GROUP BY and aggregate functions — SQL Module 5 | LeadAfrik Public Economics Hub

Aggregation is how you turn rows into summaries: counts, sums, averages, min/max. The verb is GROUP BY, and once it clicks, half your daily reporting work writes itself.

Aggregate functions without GROUP BY

sql

SELECT COUNT(*), SUM(total_amount), AVG(total_amount)
FROM orders;

Without GROUP BY, an aggregate collapses the entire table to one row. Three numbers: total count of orders, total revenue, average order value.

GROUP BY

sql

SELECT country, COUNT(*), SUM(total_amount)
FROM orders o
JOIN customers c ON c.id = o.customer_id
GROUP BY country
ORDER BY 3 DESC;

Now we get one row per country, with the count and revenue for that country. ORDER BY 3 means 'sort by the third column' — a shortcut.
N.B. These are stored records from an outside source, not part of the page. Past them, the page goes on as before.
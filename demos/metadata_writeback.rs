//! Recording scan verdicts back onto blobs.
//!
//! This example shows how to:
//! - Build the scan request queued for an uploaded blob
//! - Scan the blob's bytes
//! - Write the verdict as blob metadata and index tags
//!
//! Run with: cargo run --example metadata_writeback

use blobscan::blob::InMemoryMetadataWriter;
use blobscan::prelude::*;
use blobscan::transport::MockConnector;

#[tokio::main]
async fn main() -> Result<(), Box<dyn std::error::Error>> {
    tracing_subscriber::fmt()
        .with_max_level(tracing::Level::INFO)
        .init();

    println!("=== blobscan Metadata Write-back Example ===\n");

    // The queue message a blob-created trigger would emit
    let request = BlobScanRequest::new(
        "https://acme.blob.core.windows.net/uploads/2024/invoice.pdf?sv=2024-01-01&sig=redacted",
    )?
    .with_content_type("application/pdf")
    .with_size(9);
    println!("Queued: {}\n", serde_json::to_string_pretty(&request)?);

    let session = ScannerSession::new(ScannerConfig::new("us-1", "example-key"))?
        .with_connector(MockConnector::new_infected(2));

    // In practice the bytes come from downloading `request.blob_url`
    let blob_name = request.blob_name.clone();
    let result = session
        .scoped(|s| Box::pin(async move { s.scan_stream(&b"malicious"[..], &blob_name).await }))
        .await??;

    let writer = InMemoryMetadataWriter::new();
    let location = request.location()?;
    let record = record_verdict(&writer, &location, &result).await?;

    println!("Blob:   {location}");
    println!("Status: {}", record.status.as_str());
    println!("\nMetadata:");
    for (key, value) in writer.metadata(&location).unwrap_or_default() {
        println!("  {key} = {value}");
    }
    println!("\nTags:");
    for (key, value) in writer.tags(&location).unwrap_or_default() {
        println!("  {key} = {value}");
    }

    println!("\n=== Example Complete ===");
    Ok(())
}
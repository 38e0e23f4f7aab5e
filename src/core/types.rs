//! Strategy and option types shared by the session and transports.

use crate::core::verdict::{VerdictProfile, SESSION_PROFILE, UPLOAD_PROFILE};

use serde::{Deserialize, Serialize};
use std::fmt;

/// Transport strategy used for a single scan call.
///
/// The operation the caller invokes picks the strategy:
/// - `HttpUpload` - one-shot multipart POST of a local file
/// - `StreamingRpc` - stream upload over the session channel
/// - `LocalFileRpc` - session channel scan of a local path
#[derive(Debug, Clone, Copy, PartialEq, Eq, Hash, Serialize, Deserialize)]
#[serde(rename_all = "snake_case")]
pub enum ScanStrategy {
    /// Multipart upload over HTTP.
    HttpUpload,
    /// Byte stream over the session channel.
    StreamingRpc,
    /// Local file over the session channel.
    LocalFileRpc,
}

impl ScanStrategy {
    /// Normalization rules for responses produced by this strategy.
    pub fn profile(&self) -> &'static VerdictProfile {
        match self {
            Self::HttpUpload => &UPLOAD_PROFILE,
            Self::StreamingRpc | Self::LocalFileRpc => &SESSION_PROFILE,
        }
    }

    /// Stable name used in logs and audit events.
    pub fn as_str(&self) -> &'static str {
        match self {
            Self::HttpUpload => "http_upload",
            Self::StreamingRpc => "streaming_rpc",
            Self::LocalFileRpc => "local_file_rpc",
        }
    }
}

impl fmt::Display for ScanStrategy {
    fn fmt(&self, f: &mut fmt::Formatter<'_>) -> fmt::Result {
        f.write_str(self.as_str())
    }
}

/// Flags sent with every session channel scan.
#[derive(Debug, Clone, Copy, PartialEq, Eq, Serialize, Deserialize)]
pub struct ScanOptions {
    /// Pattern-matching-list scanning.
    pub pml: bool,
    /// Verbose per-engine detail in the response.
    pub verbose: bool,
    /// Ask the backend to compute file digests.
    pub digest: bool,
}

impl Default for ScanOptions {
    fn default() -> Self {
        Self {
            pml: true,
            verbose: true,
            digest: true,
        }
    }
}

impl ScanOptions {
    /// Query parameters carrying the flags.
    pub fn as_query(&self) -> [(&'static str, bool); 3] {
        [
            ("pml", self.pml),
            ("verbose", self.verbose),
            ("digest", self.digest),
        ]
    }
}

#[cfg(test)]
mod tests {
    use super::*;

    #[test]
    fn test_strategy_profiles() {
        assert_eq!(ScanStrategy::HttpUpload.profile(), &UPLOAD_PROFILE);
        assert_eq!(ScanStrategy::StreamingRpc.profile(), &SESSION_PROFILE);
        assert_eq!(ScanStrategy::LocalFileRpc.profile(), &SESSION_PROFILE);
    }

    #[test]
    fn test_strategy_display() {
        assert_eq!(ScanStrategy::StreamingRpc.to_string(), "streaming_rpc");
    }

    #[test]
    fn test_default_options_enable_everything() {
        let options = ScanOptions::default();
        assert!(options.pml && options.verbose && options.digest);
        assert_eq!(
            options.as_query(),
            [("pml", true), ("verbose", true), ("digest", true)]
        );
    }
}
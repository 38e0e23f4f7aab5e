//! Core types for the blobscan library.
//!
//! - [`config`] - Validated scanner configuration
//! - [`error`] - Structured error types
//! - [`input`] - Byte stream input and counting wrapper
//! - [`result`] - The scan result envelope
//! - [`types`] - Transport strategies and scan options
//! - [`verdict`] - Normalization of raw backend responses

pub mod config;
pub mod error;
pub mod input;
pub mod result;
pub mod types;
pub mod verdict;

pub use config::{CaCertificate, ScannerConfig};
pub use error::{BlobError, ScanError};
pub use input::{ByteStream, CountingReader};
pub use result::ScanResult;
pub use types::{ScanOptions, ScanStrategy};
pub use verdict::{normalize, EngineCount, Verdict, VerdictProfile};
//! Scanner session lifecycle.
//!
//! A [`ScannerSession`] owns the backend handle and dispatches the three
//! scan strategies. Results carry timestamps from a per-session
//! [`MonotonicClock`].

mod clock;
mod scanner_session;

pub use clock::MonotonicClock;
pub use scanner_session::ScannerSession;
//! Scanner configuration.
//!
//! [`ScannerConfig`] is built once, validated, and never changed after a
//! session takes ownership of it.

use crate::core::error::ScanError;

use secrecy::{ExposeSecret, SecretString};
use std::path::PathBuf;
use std::time::Duration;

/// Environment variable holding the backend region.
pub const ENV_REGION: &str = "AMAAS_REGION";
/// Environment variable holding the API key.
pub const ENV_API_KEY: &str = "AMAAS_API_KEY";
/// Environment variable toggling TLS for the session channel.
pub const ENV_TLS: &str = "AMAAS_TLS";
/// Environment variable pointing at a PEM CA certificate.
pub const ENV_CA_CERT: &str = "AMAAS_CA_CERT";

const UPLOAD_DOMAIN: &str = "api.insight.rapid7.com";
const UPLOAD_PATH: &str = "/ias/v1/scan";

/// CA certificate used to verify the backend.
#[derive(Debug, Clone, PartialEq, Eq)]
pub enum CaCertificate {
    /// PEM file on disk, read when the session connects.
    Path(PathBuf),
    /// PEM bytes already in memory.
    Pem(Vec<u8>),
}

/// Configuration for a [`ScannerSession`](crate::session::ScannerSession).
///
/// # Examples
///
/// ```rust
/// use blobscan::ScannerConfig;
/// use std::time::Duration;
///
/// let config = ScannerConfig::new("us-1", "secret-key")
///     .with_tls(true)
///     .with_timeout(Duration::from_secs(30));
///
/// assert!(config.validate().is_ok());
/// assert_eq!(config.region(), "us-1");
/// ```
#[derive(Debug, Clone)]
pub struct ScannerConfig {
    region: String,
    api_key: SecretString,
    tls: bool,
    ca_cert: Option<CaCertificate>,
    upload_endpoint: Option<String>,
    rpc_endpoint: Option<String>,
    timeout: Option<Duration>,
}

impl ScannerConfig {
    /// Creates a configuration for `region` authenticated with `api_key`.
    ///
    /// TLS is enabled by default. Nothing is validated until
    /// [`validate`](Self::validate) runs.
    pub fn new(region: impl Into<String>, api_key: impl Into<String>) -> Self {
        Self {
            region: region.into(),
            api_key: SecretString::from(api_key.into()),
            tls: true,
            ca_cert: None,
            upload_endpoint: None,
            rpc_endpoint: None,
            timeout: None,
        }
    }

    /// Reads the configuration from `AMAAS_*` environment variables.
    pub fn from_env() -> Result<Self, ScanError> {
        Self::from_lookup(|key| std::env::var(key).ok())
    }

    fn from_lookup(lookup: impl Fn(&str) -> Option<String>) -> Result<Self, ScanError> {
        let region = lookup(ENV_REGION).unwrap_or_default();
        let api_key = lookup(ENV_API_KEY).unwrap_or_default();
        let mut config = Self::new(region, api_key);

        if let Some(raw) = lookup(ENV_TLS) {
            config.tls = parse_flag(&raw).ok_or_else(|| {
                ScanError::configuration(format!("{ENV_TLS} must be a boolean, got '{raw}'"))
            })?;
        }
        if let Some(path) = lookup(ENV_CA_CERT).filter(|p| !p.trim().is_empty()) {
            config.ca_cert = Some(CaCertificate::Path(PathBuf::from(path)));
        }

        config.validate()?;
        Ok(config)
    }

    /// Enables or disables TLS on the session channel.
    pub fn with_tls(mut self, tls: bool) -> Self {
        self.tls = tls;
        self
    }

    /// Sets the CA certificate used to verify the backend.
    pub fn with_ca_cert(mut self, ca_cert: CaCertificate) -> Self {
        self.ca_cert = Some(ca_cert);
        self
    }

    /// Overrides the full URL used by multipart uploads.
    pub fn with_upload_endpoint(mut self, url: impl Into<String>) -> Self {
        self.upload_endpoint = Some(url.into());
        self
    }

    /// Overrides the base URL of the session channel.
    pub fn with_rpc_endpoint(mut self, url: impl Into<String>) -> Self {
        self.rpc_endpoint = Some(url.into());
        self
    }

    /// Sets a request timeout on the underlying HTTP client.
    pub fn with_timeout(mut self, timeout: Duration) -> Self {
        self.timeout = Some(timeout);
        self
    }

    /// Checks that region and API key are present.
    pub fn validate(&self) -> Result<(), ScanError> {
        if self.region.trim().is_empty() {
            return Err(ScanError::configuration(format!(
                "{ENV_REGION} environment variable must be set"
            )));
        }
        if self.api_key.expose_secret().trim().is_empty() {
            return Err(ScanError::configuration(format!(
                "{ENV_API_KEY} environment variable must be set"
            )));
        }
        Ok(())
    }

    /// Returns the backend region.
    pub fn region(&self) -> &str {
        &self.region
    }

    /// Returns the API key.
    pub fn api_key(&self) -> &SecretString {
        &self.api_key
    }

    /// Returns whether the session channel uses TLS.
    pub fn tls(&self) -> bool {
        self.tls
    }

    /// Returns the configured CA certificate, if any.
    pub fn ca_cert(&self) -> Option<&CaCertificate> {
        self.ca_cert.as_ref()
    }

    /// Returns the configured client timeout, if any.
    pub fn timeout(&self) -> Option<Duration> {
        self.timeout
    }

    /// URL that multipart uploads are posted to.
    pub fn upload_url(&self) -> String {
        match &self.upload_endpoint {
            Some(url) => url.clone(),
            None => format!("https://{}.{UPLOAD_DOMAIN}{UPLOAD_PATH}", self.region),
        }
    }

    /// Base URL of the region-scoped session channel.
    pub fn rpc_url(&self) -> String {
        match &self.rpc_endpoint {
            Some(url) => url.trim_end_matches('/').to_string(),
            None => {
                let scheme = if self.tls { "https" } else { "http" };
                format!("{scheme}://antimalware.{}.cloudone.trendmicro.com", self.region)
            }
        }
    }
}

fn parse_flag(raw: &str) -> Option<bool> {
    match raw.trim().to_ascii_lowercase().as_str() {
        "1" | "true" | "yes" | "on" => Some(true),
        "0" | "false" | "no" | "off" => Some(false),
        _ => None,
    }
}
//! The scanner session implementation.

use crate::audit::{self, ScanAuditEvent};
use crate::core::result::{
    DETAIL_FILE_NAME, DETAIL_FILE_PATH, DETAIL_FILE_SIZE, DETAIL_MALWARE_COUNT,
    DETAIL_ORIGINAL_FILENAME, DETAIL_RAW_RESULTS,
};
use crate::core::{
    normalize, CountingReader, ScanError, ScanOptions, ScanResult, ScanStrategy, ScannerConfig,
};
use crate::session::clock::MonotonicClock;
use crate::transport::upload::{self, HttpUploader};
use crate::transport::{build_http_client, BoxedChannel, Connector, RpcConnector, ScanChannel};

use futures::future::BoxFuture;
use futures::FutureExt;
use serde_json::{Map, Value};
use std::panic::AssertUnwindSafe;
use std::path::Path;
use std::sync::atomic::Ordering;
use std::sync::Arc;
use tokio::io::AsyncRead;
use tracing::Instrument;
use uuid::Uuid;

/// An open logical connection to the scanning backend.
///
/// A session validates its configuration on construction, acquires a
/// backend handle on [`connect`](Self::connect) and releases it on
/// [`close`](Self::close). Scan operations on a session without a handle
/// return [`ScanError::NotConnected`].
///
/// Every other scan failure is reported inside the returned
/// [`ScanResult`]; only `Configuration` and `NotConnected` come back as
/// `Err`.
///
/// The handle is a single connection. Use one session per concurrent caller.
///
/// # Example
///
/// ```rust,ignore
/// use blobscan::{ScannerConfig, ScannerSession};
///
/// let config = ScannerConfig::from_env()?;
/// let result = ScannerSession::new(config)?
///     .scoped(|session| Box::pin(async move { session.scan_file("upload.bin").await }))
///     .await??;
///
/// if result.is_clean() {
///     println!("clean");
/// }
/// ```
#[derive(Debug)]
pub struct ScannerSession {
    config: ScannerConfig,
    connector: Arc<dyn Connector>,
    channel: Option<BoxedChannel>,
    uploader: Option<HttpUploader>,
    clock: MonotonicClock,
    span: tracing::Span,
}

impl ScannerSession {
    /// Creates an unconnected session, validating `config`.
    pub fn new(config: ScannerConfig) -> Result<Self, ScanError> {
        config.validate()?;
        let span = tracing::info_span!(
            "scanner_session",
            region = %config.region(),
            tls = config.tls()
        );

        Ok(Self {
            config,
            connector: Arc::new(RpcConnector),
            channel: None,
            uploader: None,
            clock: MonotonicClock::new(),
            span,
        })
    }

    /// Creates a session and connects it.
    pub async fn open(config: ScannerConfig) -> Result<Self, ScanError> {
        let mut session = Self::new(config)?;
        session.connect().await?;
        Ok(session)
    }

    /// Replaces the connector used to acquire the session channel.
    pub fn with_connector<C: Connector + 'static>(mut self, connector: C) -> Self {
        self.connector = Arc::new(connector);
        self
    }

    /// Returns the session configuration.
    pub fn config(&self) -> &ScannerConfig {
        &self.config
    }

    /// Returns `true` while a backend handle is held.
    pub fn is_connected(&self) -> bool {
        self.channel.is_some()
    }

    /// Acquires the backend handle. Does nothing if already connected.
    pub async fn connect(&mut self) -> Result<(), ScanError> {
        if self.channel.is_some() {
            return Ok(());
        }
        self.config.validate()?;

        let span = self.span.clone();
        async {
            let client = build_http_client(&self.config).await?;
            let channel = self.connector.connect(&self.config).await?;

            audit::emit_session_opened(self.config.region(), channel.endpoint(), self.config.tls());

            self.uploader = Some(HttpUploader::with_client(client, &self.config));
            self.channel = Some(channel);
            Ok(())
        }
        .instrument(span)
        .await
    }

    /// Releases the backend handle.
    ///
    /// Safe to call any number of times. A failing release is logged and
    /// otherwise ignored.
    pub async fn close(&mut self) {
        let Some(channel) = self.channel.take() else {
            return;
        };
        self.uploader = None;

        let released = match channel.close().instrument(self.span.clone()).await {
            Ok(()) => true,
            Err(e) => {
                tracing::error!(parent: &self.span, error = %e, "Error closing scanner handle");
                false
            }
        };

        audit::emit_session_closed(self.config.region(), released);
    }

    /// Connects, runs `work`, and closes the session on every exit path.
    ///
    /// The handle is released exactly once, even if `work` panics; the
    /// panic is resumed after the release.
    pub async fn scoped<F, T>(mut self, work: F) -> Result<T, ScanError>
    where
        F: for<'a> FnOnce(&'a ScannerSession) -> BoxFuture<'a, T>,
    {
        self.connect().await?;
        let outcome = AssertUnwindSafe(work(&self)).catch_unwind().await;
        self.close().await;

        match outcome {
            Ok(value) => Ok(value),
            Err(panic) => std::panic::resume_unwind(panic),
        }
    }

    /// Uploads a local file with a multipart POST.
    ///
    /// `display_name` is sent as the upload's filename and falls back to the
    /// path's base name.
    pub async fn upload_file(
        &self,
        path: impl AsRef<Path>,
        display_name: Option<&str>,
    ) -> Result<ScanResult, ScanError> {
        let path = path.as_ref();
        self.config.validate()?;
        let uploader = self.uploader.as_ref().ok_or(ScanError::NotConnected)?;

        let strategy = ScanStrategy::HttpUpload;
        let name = upload::display_name(path, display_name);
        let scan_id = Uuid::new_v4().to_string();

        async {
            audit::emit_scan_started(&scan_id, strategy, &name);
            tracing::info!(
                scan_id = %scan_id,
                path = %path.display(),
                file_name = %name,
                url = %uploader.url(),
                "Uploading file for scanning"
            );

            let raw = uploader.upload(path, &name).await;

            let mut details = Map::new();
            details.insert(DETAIL_FILE_PATH.into(), path.display().to_string().into());
            details.insert(DETAIL_ORIGINAL_FILENAME.into(), name.clone().into());
            if let Ok(metadata) = tokio::fs::metadata(path).await {
                details.insert(DETAIL_FILE_SIZE.into(), metadata.len().into());
            }

            self.finish(&scan_id, strategy, &name, raw, details)
        }
        .instrument(self.span.clone())
        .await
    }

    /// Scans a local file over the session channel.
    ///
    /// A missing file fails immediately without contacting the backend.
    pub async fn scan_file(&self, path: impl AsRef<Path>) -> Result<ScanResult, ScanError> {
        let path = path.as_ref();
        self.config.validate()?;
        let channel = self.channel()?;

        let strategy = ScanStrategy::LocalFileRpc;
        let file = path.display().to_string();
        let scan_id = Uuid::new_v4().to_string();

        async {
            audit::emit_scan_started(&scan_id, strategy, &file);

            let raw = match tokio::fs::try_exists(path).await {
                Ok(true) => channel.scan_file(path, ScanOptions::default()).await,
                _ => Err(ScanError::file_not_found(path)),
            };

            let mut details = Map::new();
            details.insert(DETAIL_FILE_PATH.into(), file.clone().into());
            if let Ok(metadata) = tokio::fs::metadata(path).await {
                details.insert(DETAIL_FILE_SIZE.into(), metadata.len().into());
            }

            self.finish(&scan_id, strategy, &file, raw, details)
        }
        .instrument(self.span.clone())
        .await
    }

    /// Streams `stream` to the backend over the session channel.
    pub async fn scan_stream<R>(&self, stream: R, file_name: &str) -> Result<ScanResult, ScanError>
    where
        R: AsyncRead + Send + Unpin + 'static,
    {
        self.config.validate()?;
        let channel = self.channel()?;

        let strategy = ScanStrategy::StreamingRpc;
        let scan_id = Uuid::new_v4().to_string();

        async {
            audit::emit_scan_started(&scan_id, strategy, file_name);

            let (reader, counter) = CountingReader::new(stream);
            let raw = channel
                .scan_stream(Box::new(reader), file_name, ScanOptions::default())
                .await;

            let mut details = Map::new();
            details.insert(DETAIL_FILE_NAME.into(), file_name.into());
            details.insert(
                DETAIL_FILE_SIZE.into(),
                counter.load(Ordering::Relaxed).into(),
            );

            self.finish(&scan_id, strategy, file_name, raw, details)
        }
        .instrument(self.span.clone())
        .await
    }

    fn channel(&self) -> Result<&dyn ScanChannel, ScanError> {
        self.channel.as_deref().ok_or(ScanError::NotConnected)
    }

    // Turns a raw transport outcome into the envelope handed to the caller.
    fn finish(
        &self,
        scan_id: &str,
        strategy: ScanStrategy,
        file: &str,
        raw: Result<Value, ScanError>,
        mut details: Map<String, Value>,
    ) -> Result<ScanResult, ScanError> {
        let verdict = raw.and_then(|raw| {
            let verdict = normalize(strategy.profile(), &raw)?;
            Ok((raw, verdict))
        });

        let result = match verdict {
            Ok((raw, verdict)) => {
                details.insert(DETAIL_RAW_RESULTS.into(), raw);
                details.insert(DETAIL_MALWARE_COUNT.into(), verdict.malware_count().into());
                if !verdict.is_clean() {
                    tracing::warn!(
                        scan_id = %scan_id,
                        file = %file,
                        malware_count = verdict.malware_count(),
                        "Malware detected"
                    );
                }
                ScanResult::completed_at(&verdict, details, self.clock.now())
            }
            Err(e) if e.is_fatal() => return Err(e),
            Err(e) => {
                tracing::error!(
                    scan_id = %scan_id,
                    strategy = %strategy,
                    file = %file,
                    error = %e,
                    "Scan failed"
                );
                ScanResult::failed_at(e.to_string(), self.clock.now())
            }
        };

        audit::emit_scan_completed(&ScanAuditEvent::from_result(scan_id, strategy, file, &result));
        Ok(result)
    }
}

impl Drop for ScannerSession {
    fn drop(&mut self) {
        if let Some(channel) = self.channel.take() {
            tracing::warn!(
                parent: &self.span,
                endpoint = %channel.endpoint(),
                "Scanner session dropped without close"
            );
        }
    }
}
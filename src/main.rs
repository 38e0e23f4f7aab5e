//! blobscan CLI.
//!
//! Scans one local file and prints the result envelope as JSON.

use anyhow::{Context, Result};
use blobscan::{ScanResult, ScannerConfig, ScannerSession};
use clap::{Parser, ValueEnum};
use std::path::PathBuf;
use std::process::ExitCode;
use std::time::Duration;
use tracing::info;
use tracing_subscriber::{layer::SubscriberExt, util::SubscriberInitExt, EnvFilter};

/// How the file reaches the backend.
#[derive(Debug, Clone, Copy, ValueEnum)]
enum Strategy {
    /// Multipart HTTP upload.
    Upload,
    /// Local path over the session channel.
    File,
    /// Streamed bytes over the session channel.
    Stream,
}

/// Scan a file with the anti-malware backend configured by AMAAS_* variables.
#[derive(Parser, Debug)]
#[command(name = "blobscan")]
#[command(author, version, about, long_about = None)]
struct Args {
    /// File to scan.
    path: PathBuf,

    /// Name reported to the backend instead of the file's base name.
    #[arg(short, long)]
    name: Option<String>,

    /// Transport strategy.
    #[arg(short, long, value_enum, default_value = "file")]
    strategy: Strategy,

    /// Override the multipart upload endpoint.
    #[arg(long, env = "BLOBSCAN_UPLOAD_ENDPOINT")]
    upload_endpoint: Option<String>,

    /// Override the session channel endpoint.
    #[arg(long, env = "BLOBSCAN_RPC_ENDPOINT")]
    rpc_endpoint: Option<String>,

    /// Per-request timeout in seconds.
    #[arg(long)]
    timeout: Option<u64>,
}

impl Args {
    fn config(&self) -> Result<ScannerConfig> {
        let mut config = ScannerConfig::from_env().context("Invalid scanner configuration")?;
        if let Some(endpoint) = &self.upload_endpoint {
            config = config.with_upload_endpoint(endpoint.clone());
        }
        if let Some(endpoint) = &self.rpc_endpoint {
            config = config.with_rpc_endpoint(endpoint.clone());
        }
        if let Some(secs) = self.timeout {
            config = config.with_timeout(Duration::from_secs(secs));
        }
        Ok(config)
    }
}

async fn scan(session: &ScannerSession, args: &Args) -> Result<ScanResult> {
    let result = match args.strategy {
        Strategy::Upload => session.upload_file(&args.path, args.name.as_deref()).await?,
        Strategy::File => session.scan_file(&args.path).await?,
        Strategy::Stream => {
            let file = tokio::fs::File::open(&args.path)
                .await
                .with_context(|| format!("Failed to open {}", args.path.display()))?;
            let name = blobscan::transport::upload::display_name(&args.path, args.name.as_deref());
            session.scan_stream(file, &name).await?
        }
    };
    Ok(result)
}

#[tokio::main]
async fn main() -> Result<ExitCode> {
    // Initialize tracing
    tracing_subscriber::registry()
        .with(EnvFilter::try_from_default_env().unwrap_or_else(|_| EnvFilter::new("info")))
        .with(tracing_subscriber::fmt::layer().with_writer(std::io::stderr))
        .init();

    let args = Args::parse();
    let config = args.config()?;

    info!(
        path = %args.path.display(),
        strategy = ?args.strategy,
        region = %config.region(),
        "Starting scan"
    );

    let mut session = ScannerSession::open(config).await?;
    let outcome = scan(&session, &args).await;
    session.close().await;
    let result = outcome?;

    println!("{}", serde_json::to_string_pretty(&result)?);

    Ok(match (result.is_clean(), result.error()) {
        (true, _) => ExitCode::SUCCESS,
        (false, None) => ExitCode::from(1),
        (false, Some(_)) => ExitCode::from(2),
    })
}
The result is a country-level rollup, sorted by revenue descending.

The GROUP BY rule

Every column in your SELECT must either be (a) inside an aggregate function or (b) listed in the GROUP BY. Otherwise the database doesn't know which value to show — there are many rows per group.

Common aggregates

COUNT(*) — every row, including NULLs
COUNT(column) — non-NULL values only
COUNT(DISTINCT column) — unique values
SUM(column) — total
AVG(column) — mean (NULLs ignored)
MIN(column), MAX(column) — extremes

HAVING — filtering after aggregation

sql

SELECT country, COUNT(*) AS order_count
FROM orders o
JOIN customers c ON c.id = o.customer_id
GROUP BY country
HAVING COUNT(*) > 100
ORDER BY order_count DESC;

WHERE filters rows before grouping. HAVING filters groups after. If you try to use COUNT(*) in WHERE, the database rejects it — at the WHERE stage, the count doesn't exist yet.

Exercise

Find the top 5 customers by lifetime revenue, including their email and total spent.